[Stored dataset items]

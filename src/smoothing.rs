//! Temporal smoothing (§4.6): exponential low-pass filter applied to the
//! LED vector between InfiniteProcessing and the driver. One
//! [`Smoother`] instance tracks a single named configuration; an
//! [`Instance`](crate::instance::Instance) owns a [`SmoothingSet`] that
//! looks configs up by id at the priority muxer's request.

use std::time::{Duration, Instant};

use crate::color::LinearRgb;
use crate::config::{SmoothingConfig, SmoothingSetConfig};

/// `tau = settlingTime / ln(10)`, so that after one settling time the
/// filter has covered ~90% of the step (§4.6).
fn time_constant(settling_time: Duration) -> Duration {
    Duration::from_secs_f64(settling_time.as_secs_f64() / 10f64.ln())
}

/// One running low-pass filter state, holding the last output and the
/// wall-clock time it was produced.
pub struct Smoother {
    cfg: SmoothingConfig,
    tau: Duration,
    current: Option<Vec<LinearRgb>>,
    last_update: Option<Instant>,
    paused: bool,
}

impl Smoother {
    pub fn new(cfg: SmoothingConfig) -> Self {
        let tau = time_constant(Duration::from_millis(cfg.settling_time_ms as u64));
        Smoother { cfg, tau, current: None, last_update: None, paused: false }
    }

    pub fn id(&self) -> i32 {
        self.cfg.id
    }

    pub fn reconfigure(&mut self, cfg: SmoothingConfig) {
        self.tau = time_constant(Duration::from_millis(cfg.settling_time_ms as u64));
        self.cfg = cfg;
    }

    pub fn pause(&mut self) {
        self.paused = true;
    }

    pub fn resume(&mut self) {
        self.paused = false;
    }

    pub fn is_paused(&self) -> bool {
        self.paused
    }

    /// Update-frequency gate: how long to wait before the next output
    /// should be pushed, given the configured `update_frequency_hz`.
    pub fn update_period(&self) -> Duration {
        Duration::from_secs_f64(1.0 / self.cfg.update_frequency_hz.max(1.0))
    }

    /// Feed a new target vector, returning the smoothed output for `now`.
    /// `directMode` and a first call both bypass filtering and snap
    /// straight to the target (§4.6). Pausing suppresses the *emitted*
    /// value only — the interpolation state keeps advancing underneath so
    /// that resuming doesn't jump (§4.6).
    pub fn step(&mut self, target: &[LinearRgb], now: Instant) -> Vec<LinearRgb> {
        let held = self.current.clone();

        let out = match (&self.current, self.last_update, self.cfg.direct_mode) {
            (Some(prev), Some(last), false) if prev.len() == target.len() => {
                let dt = now.saturating_duration_since(last).as_secs_f64();
                let alpha = (1.0 - (-dt / self.tau.as_secs_f64()).exp()).clamp(0.0, 1.0) as f32;
                prev.iter()
                    .zip(target.iter())
                    .map(|(&p, &t)| LinearRgb::new(
                        p.r + (t.r - p.r) * alpha,
                        p.g + (t.g - p.g) * alpha,
                        p.b + (t.b - p.b) * alpha,
                    ))
                    .collect()
            }
            _ => target.to_vec(),
        };

        self.current = Some(out.clone());
        self.last_update = Some(now);

        if self.paused {
            held.unwrap_or(out)
        } else {
            out
        }
    }
}

/// Owns every smoothing configuration declared for an instance, keyed by
/// id, and routes updates to the one the muxer's visible channel names.
pub struct SmoothingSet {
    smoothers: Vec<Smoother>,
}

impl SmoothingSet {
    pub fn new(cfg: &SmoothingSetConfig) -> Self {
        SmoothingSet { smoothers: cfg.configs.iter().cloned().map(Smoother::new).collect() }
    }

    /// Look up a config by id. A negative id (or one with no matching
    /// config) means "smoothing disabled" (Open Question, resolved):
    /// `None` tells the caller to pass the target vector straight through.
    pub fn get_mut(&mut self, id: i32) -> Option<&mut Smoother> {
        if id < 0 {
            return None;
        }
        self.smoothers.iter_mut().find(|s| s.id() == id)
    }

    pub fn reconfigure_all(&mut self, cfg: &SmoothingSetConfig) {
        self.smoothers = cfg.configs.iter().cloned().map(Smoother::new).collect();
    }
}

#[cfg(test)]
mod tests {
    use super::*;

    fn cfg(settling_ms: u32, hz: f64, direct: bool) -> SmoothingConfig {
        SmoothingConfig { id: 0, settling_time_ms: settling_ms, update_frequency_hz: hz, direct_mode: direct }
    }

    /// §8 scenario 6: 200ms settling, 50Hz updates, a 0 -> 255 step should
    /// reach at least 229/255 (~90%) by t=200ms, and the trajectory must be
    /// monotonic non-decreasing.
    #[test]
    fn step_response_reaches_90_percent_by_settling_time() {
        let mut s = Smoother::new(cfg(200, 50.0, false));
        let t0 = Instant::now();
        // Prime with an initial all-black frame so subsequent steps filter.
        s.step(&[LinearRgb::new(0.0, 0.0, 0.0)], t0);

        let dt = Duration::from_secs_f64(1.0 / 50.0);
        let mut last_r = 0.0f32;
        let mut t = t0;
        let mut reached = 0.0f32;
        for _ in 0..10 {
            t += dt;
            let out = s.step(&[LinearRgb::new(1.0, 1.0, 1.0)], t);
            assert!(out[0].r >= last_r - 1e-6, "trajectory must be monotonic non-decreasing");
            last_r = out[0].r;
            reached = out[0].r;
        }
        assert!(reached >= 0.9, "expected >=90% of step by t=200ms, got {reached}");
    }

    #[test]
    fn direct_mode_snaps_immediately() {
        let mut s = Smoother::new(cfg(200, 50.0, true));
        let t0 = Instant::now();
        s.step(&[LinearRgb::new(0.0, 0.0, 0.0)], t0);
        let out = s.step(&[LinearRgb::new(1.0, 1.0, 1.0)], t0 + Duration::from_millis(20));
        assert_eq!(out[0], LinearRgb::new(1.0, 1.0, 1.0));
    }

    #[test]
    fn paused_smoother_holds_last_output() {
        let mut s = Smoother::new(cfg(200, 50.0, false));
        let t0 = Instant::now();
        let first = s.step(&[LinearRgb::new(0.5, 0.5, 0.5)], t0);
        s.pause();
        let held = s.step(&[LinearRgb::new(1.0, 1.0, 1.0)], t0 + Duration::from_millis(100));
        assert_eq!(held, first);
    }

    /// Pausing must not freeze the interpolation state: once resumed, the
    /// very next emitted value should already reflect the ticks that
    /// happened while paused, not jump from the held value.
    #[test]
    fn resume_after_pause_continues_from_advanced_state() {
        let mut s = Smoother::new(cfg(200, 50.0, false));
        let t0 = Instant::now();
        s.step(&[LinearRgb::new(0.0, 0.0, 0.0)], t0);

        s.pause();
        let held = s.step(&[LinearRgb::new(1.0, 1.0, 1.0)], t0 + Duration::from_millis(100));

        s.resume();
        let resumed = s.step(&[LinearRgb::new(1.0, 1.0, 1.0)], t0 + Duration::from_millis(100));

        assert_eq!(held[0], LinearRgb::new(0.0, 0.0, 0.0));
        assert!(resumed[0].r > held[0].r, "resumed value must reflect progress made while paused");
    }

    #[test]
    fn negative_id_means_disabled() {
        let mut set = SmoothingSet::new(&SmoothingSetConfig::default());
        assert!(set.get_mut(-1).is_none());
        assert!(set.get_mut(0).is_some());
    }
}
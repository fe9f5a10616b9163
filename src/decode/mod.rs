//! Frame decoder: `(raw bytes, format, width, height, stride, crop, LUT,
//! tone-mapping, qframe) -> Image<RGB>` (§4.2). Dispatch is a plain `match`
//! over `(format, qframe, tone_mapping)`, a flat table of leaf functions;
//! each leaf is a tight, allocation-free loop over one input buffer.

pub mod formats;
pub mod lut;

use serde::{Deserialize, Serialize};

use crate::error::{HyperError, Result};
use crate::image::{Image, OriginFormat};
use crate::{color::ColorRgb, decode::lut::Lut};

/// Native capture pixel formats this decoder understands.
#[derive(Clone, Copy, Debug, PartialEq, Eq, Deserialize, Serialize)]
pub enum PixelFormat {
    Yuyv,
    Uyvy,
    Nv12,
    I420,
    P010,
    Rgb24,
    Xrgb,
    Mjpeg,
}

impl PixelFormat {
    pub fn lut_family(self) -> lut::LutFamily {
        match self {
            PixelFormat::Rgb24 | PixelFormat::Xrgb => lut::LutFamily::Rgb,
            _ => lut::LutFamily::Yuv,
        }
    }

    /// YUV-family formats sub-sample chroma 2x2, so crop values must stay
    /// even (§4.2).
    pub fn requires_even_crop(self) -> bool {
        !matches!(self, PixelFormat::Rgb24 | PixelFormat::Xrgb)
    }
}

/// Crop applied before (and, for YUV formats, aligned to) decode.
#[derive(Clone, Copy, Debug, Default)]
pub struct Crop {
    pub left: u32,
    pub right: u32,
    pub top: u32,
    pub bottom: u32,
}

/// One decode request, corresponding to one raw frame delivered by a
/// capture worker.
pub struct DecodeRequest<'a> {
    pub raw: &'a [u8],
    pub format: PixelFormat,
    pub width: u32,
    pub height: u32,
    pub stride: u32,
    pub crop: Crop,
    pub tone_mapping: bool,
    pub qframe: bool,
}

impl<'a> DecodeRequest<'a> {
    fn validate(&self) -> Result<()> {
        if self.format.requires_even_crop()
            && (self.crop.left % 2 != 0
                || self.crop.right % 2 != 0
                || self.crop.top % 2 != 0
                || self.crop.bottom % 2 != 0)
        {
            return Err(HyperError::Decoder(
                "crop values must be even for YUV sub-sampled inputs".into(),
            ));
        }
        Ok(())
    }

    fn cropped_dims(&self) -> (u32, u32) {
        let w = self.width.saturating_sub(self.crop.left + self.crop.right);
        let h = self.height.saturating_sub(self.crop.top + self.crop.bottom);
        (w, h)
    }
}

/// Decode one frame to a packed sRGB image. A missing LUT when
/// tone-mapping is requested is a fatal `HyperError::Decoder` (§4.2).
pub fn decode(req: &DecodeRequest, lut: Option<&Lut>) -> Result<Image<ColorRgb>> {
    req.validate()?;

    if req.tone_mapping && lut.is_none() {
        return Err(HyperError::Decoder(format!(
            "tone-mapping requested for {:?} but no LUT is loaded",
            req.format
        )));
    }

    let (cropped_w, cropped_h) = req.cropped_dims();

    // Crop is handled by biasing the raw offset the per-format function
    // reads from; reslice here for formats that are laid out as one flat
    // plane-set starting at (0,0) so every decode leaf can stay crop-blind.
    let cropped_raw_offset = (req.crop.top as usize) * (req.stride as usize)
        + match req.format {
            PixelFormat::Rgb24 => (req.crop.left as usize) * 3,
            PixelFormat::Xrgb => (req.crop.left as usize) * 4,
            PixelFormat::Yuyv | PixelFormat::Uyvy => (req.crop.left as usize) * 2,
            _ => req.crop.left as usize,
        };
    let raw = &req.raw[cropped_raw_offset..];

    let default_identity;
    let lut_ref = match lut {
        Some(l) => l,
        None => {
            default_identity = Lut::identity(req.format.lut_family());
            &default_identity
        }
    };

    let image = match req.format {
        PixelFormat::Yuyv => {
            formats::yuyv_scalar(raw, cropped_w, cropped_h, req.stride, lut_ref, req.qframe)
        }
        PixelFormat::Uyvy => {
            formats::uyvy_scalar(raw, cropped_w, cropped_h, req.stride, lut_ref, req.qframe)
        }
        PixelFormat::Nv12 => {
            formats::nv12_scalar(raw, cropped_w, cropped_h, req.stride, lut_ref, req.qframe)
        }
        PixelFormat::I420 => {
            formats::i420_scalar(raw, cropped_w, cropped_h, req.stride, lut_ref, req.qframe)
        }
        PixelFormat::P010 => formats::p010_scalar(
            raw,
            cropped_w,
            cropped_h,
            req.stride,
            lut,
            req.tone_mapping,
            req.qframe,
        ),
        PixelFormat::Rgb24 => formats::rgb24_scalar(
            raw,
            cropped_w,
            cropped_h,
            req.stride,
            3,
            lut,
            req.tone_mapping,
            req.qframe,
        ),
        PixelFormat::Xrgb => formats::rgb24_scalar(
            raw,
            cropped_w,
            cropped_h,
            req.stride,
            4,
            lut,
            req.tone_mapping,
            req.qframe,
        ),
        PixelFormat::Mjpeg => formats::mjpeg_scalar(req.raw, lut_ref, req.qframe)?,
    };

    Ok(image)
}

/// An all-black image of the given size, used whenever the decoder has
/// stopped and the pipeline must still emit something (§7 "Decoder"
/// error handling: "pipeline outputs black").
pub fn black_image(width: u32, height: u32) -> Image<ColorRgb> {
    Image::with_size(width, height, OriginFormat::Synthetic)
}

#[cfg(test)]
mod tests {
    use super::*;
    use crate::decode::lut::{Lut, LutFamily};

    #[test]
    fn missing_lut_with_tonemapping_is_fatal() {
        let raw = vec![0u8; 64 * 48 * 3];
        let req = DecodeRequest {
            raw: &raw,
            format: PixelFormat::Rgb24,
            width: 64,
            height: 48,
            stride: 64 * 3,
            crop: Crop::default(),
            tone_mapping: true,
            qframe: false,
        };
        let err = decode(&req, None).unwrap_err();
        assert!(matches!(err, HyperError::Decoder(_)));
    }

    #[test]
    fn odd_crop_on_yuv_format_is_rejected() {
        let raw = vec![0u8; 64 * 48 * 2];
        let req = DecodeRequest {
            raw: &raw,
            format: PixelFormat::Yuyv,
            width: 64,
            height: 48,
            stride: 64 * 2,
            crop: Crop { left: 1, right: 0, top: 0, bottom: 0 },
            tone_mapping: false,
            qframe: false,
        };
        assert!(decode(&req, None).is_err());
    }

    /// Open Question 3: "Quarter-frame + HDR tone-mapping + RGB24 input
    /// exists as a code path but no test input covers it; verify before
    /// shipping." This is that verification.
    #[test]
    fn qframe_tonemap_rgb24() {
        let w = 8u32;
        let h = 4u32;
        // Vertically-flipped BGR buffer; bottom row of the buffer becomes
        // the top row of the decoded (un-flipped) image.
        let mut raw = vec![0u8; (w * h * 3) as usize];
        for y in 0..h {
            for x in 0..w {
                let base = ((y * w + x) * 3) as usize;
                raw[base] = 10; // B
                raw[base + 1] = 20; // G
                raw[base + 2] = 30; // R
            }
        }
        let lut = Lut::identity(LutFamily::Rgb);
        let req = DecodeRequest {
            raw: &raw,
            format: PixelFormat::Rgb24,
            width: w,
            height: h,
            stride: w * 3,
            crop: Crop::default(),
            tone_mapping: true,
            qframe: true,
        };
        let img = decode(&req, Some(&lut)).unwrap();
        assert_eq!(img.width(), 4);
        assert_eq!(img.height(), 2);
        assert!(img.data().iter().all(|c| *c == ColorRgb::new(30, 20, 10)));
    }
}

_Your goal:_
In the records above, find each line with the word "configs" and copy it out.

_Task solution:_
//! looks configs up by id at the priority muxer's request.
        SmoothingSet { smoothers: cfg.configs.iter().cloned().map(Smoother::new).collect() }
        self.smoothers = cfg.configs.iter().cloned().map(Smoother::new).collect();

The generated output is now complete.